J'étais fier de connaître le lieu, de regarder ces femmes si élégantes, ces hommes si affairés et de comprendre que mon papa en faisait partie.
Les Allemands ont déclaré la guerre à la France qui avait bien voulu accueillir ces Juifs d'Ukraine victimes de pogroms.
Le 14 juin 1940, on a perdu.
Les Allemands occupèrent Paris et le Lutetia devint le siège de l'Abwehr.

A la Libération, le Lutetia devint un centre de regroupement et accueillit les survivants des camps.
Yanka, la bonne dame d'Izieu, regroupait les rares survivants et tenait à jour les listes.
Je venais chaque jour regarder ces listes espérant voir un nom connu.
Les jours s'écoulaient, je n'avais plus d'espoir.

Je ne vins plus à l'hôtel.
On y apprenait plus de mauvaises nouvelles que de bonnes...

Pourtant, je ne résistai pas longtemps et j'y retournai.
Ce jour là, je vis le nom de mon père dans la liste des survivants.
Rien que son nom, pas d'adresse.
Je passai des mois à le rechercher.
J'écumais les Associations juives, sans succès.
Parfois on croit attraper la chance.
On me donna un jour une adresse, un lieu dans le Marais.

Je m'y rendis aussitôt et arrivai rue du Temple.
Dans un hôtel particulier, une ruine, mais j'y entendis parler le yiddish.
On m'indiqua un escalier.
Je restai longtemps, très longtemps derrière cette porte.
Je finis par frapper, puis cogner.
Mon cœur battait la chamade quand la porte s'ouvrit sur un homme décharné, le regard vide.
Il m'apprit que mon père avait quitté la France persuadé qu'il était le seul survivant de notre famille.
Il m'arrive encore aujourd'hui, d'aller au Lutetia et je ne peux m'empêcher de croire qu'un jour mon père franchira la porte qui le conduira vers moi...

 

Commentaires

Superbe.

Bleck

Écrit par : Bleck | 19/02/2018

Emotion à lire ce triste et douloureux vécu...

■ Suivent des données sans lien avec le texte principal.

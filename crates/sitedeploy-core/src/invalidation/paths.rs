//! Splitting invalidation paths into batches the CDN accepts.

/// Paths allowed in one invalidation request.
pub const MAX_PATHS_PER_INVALIDATION: usize = 3000;
/// Wildcard paths allowed in one invalidation request.
pub const MAX_WILDCARDS_PER_INVALIDATION: usize = 15;

pub const DEFAULT_PATH: &str = "/*";

/// Normalize `paths`: prefix `/`, drop blanks and duplicates, keep order.
/// An empty input invalidates everything.
pub fn normalize(paths: &[String]) -> Vec<String> {
    let mut seen = std::collections::HashSet::new();
    let mut out = Vec::new();
    for raw in paths {
        let trimmed = raw.trim();
        if trimmed.is_empty() {
            continue;
        }
        let path = if trimmed.starts_with('/') {
            trimmed.to_string()
        } else {
            format!("/{trimmed}")
        };
        if seen.insert(path.clone()) {
            out.push(path);
        }
    }
    if out.is_empty() {
        out.push(DEFAULT_PATH.to_string());
    }
    out
}

/// Batch normalized paths so no batch exceeds either limit.
pub fn chunk(paths: &[String]) -> Vec<Vec<String>> {
    let mut chunks = Vec::new();
    let mut current: Vec<String> = Vec::new();
    let mut wildcards = 0;

    for path in normalize(paths) {
        let is_wildcard = path.contains('*');
        let full = current.len() == MAX_PATHS_PER_INVALIDATION
            || (is_wildcard && wildcards == MAX_WILDCARDS_PER_INVALIDATION);
        if full {
            chunks.push(std::mem::take(&mut current));
            wildcards = 0;
        }
        if is_wildcard {
            wildcards += 1;
        }
        current.push(path);
    }
    if !current.is_empty() {
        chunks.push(current);
    }
    chunks
}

Écrit par : Praline | 19/02/2018

au moins elle sait qu'il a survêcu! Elle a raison d'espérer....sait-on jamais ?

Écrit par : emiliacelina | 19/02/2018

Poignant.

Écrit par : Fabie | 19/02/2018

magnifique ton texte...

Écrit par : Coumarine | 19/02/2018

De courtes phrases,
mais qui racontent toute une histoire
et qui émeuvent.

Écrit par : Sophie | 19/02/2018

Bonjour, Heure-Bleue,

Votre texte m'a pris aux tripes!

Bonne journée!
lulu

Écrit par : lulu | 19/02/2018

Tu te rappelles à quoi ressemblait l'Hôtel Saint Aignan en 1971 ?
Avant qu'il ne soit transformé en musée.

Écrit par : le-gout-des-autres | 19/02/2018

Très émouvant et très bien mené.

Écrit par : Berthoise | 19/02/2018

C'est poignant en effet. Et que c'est triste...

Écrit par : Pivoine | 19/02/2018

Superbe et poignant ton récit. On a envie de le relire encore et encore jusqu'à ce que cet homme reçoive une bonne nouvelle... Mais j'ai connu une dame, très âgée, dans les années 70 qui espérait encore revoir son fils disparu pendant la guerre en Russie...

Écrit par : lakevio | 19/02/2018

Boule versant ! Combien d'enfants ont-ils vécu cela ? J'en ai le coeur chaviré... Plusieurs de mes camarades d'enfance à Nantes ont elles aussi attendu des parents qui ne sont pas revenus...

Écrit par : Gwen | 19/02/2018

J'ai retenu mon souffle jusqu'au bout de ton texte
Vraiment moi aussi j'espérais que tu allais l'étreindre .....
Ton texte est si beau mais si émouvant !
Merci
Bonne journée

Écrit par : Rose63 | 19/02/2018

j'ai lu le livre d'Assouline, qui porte le même titre...

Écrit par : Adrienne | 19/02/2018

Assouline a écrit un livre qui s'appelle Lutétia.
Inconnu à cette adresse a été écrit par Kressman Taylor.

Écrit par : heure-bleue | 19/02/2018

Si près du but ! Quel espoir déçu !! Trop triste, en effet.

Écrit par : tanette2 | 19/02/2018

Oh, on croirait lire une page de ta vie. Dommage, on aurait vraiment aimé que ce soit le père qui ouvre la porte...Combien de familles ont été séparées à jamais ? Je ne parle pas des familles décimées, seulement perdues totalement de vue..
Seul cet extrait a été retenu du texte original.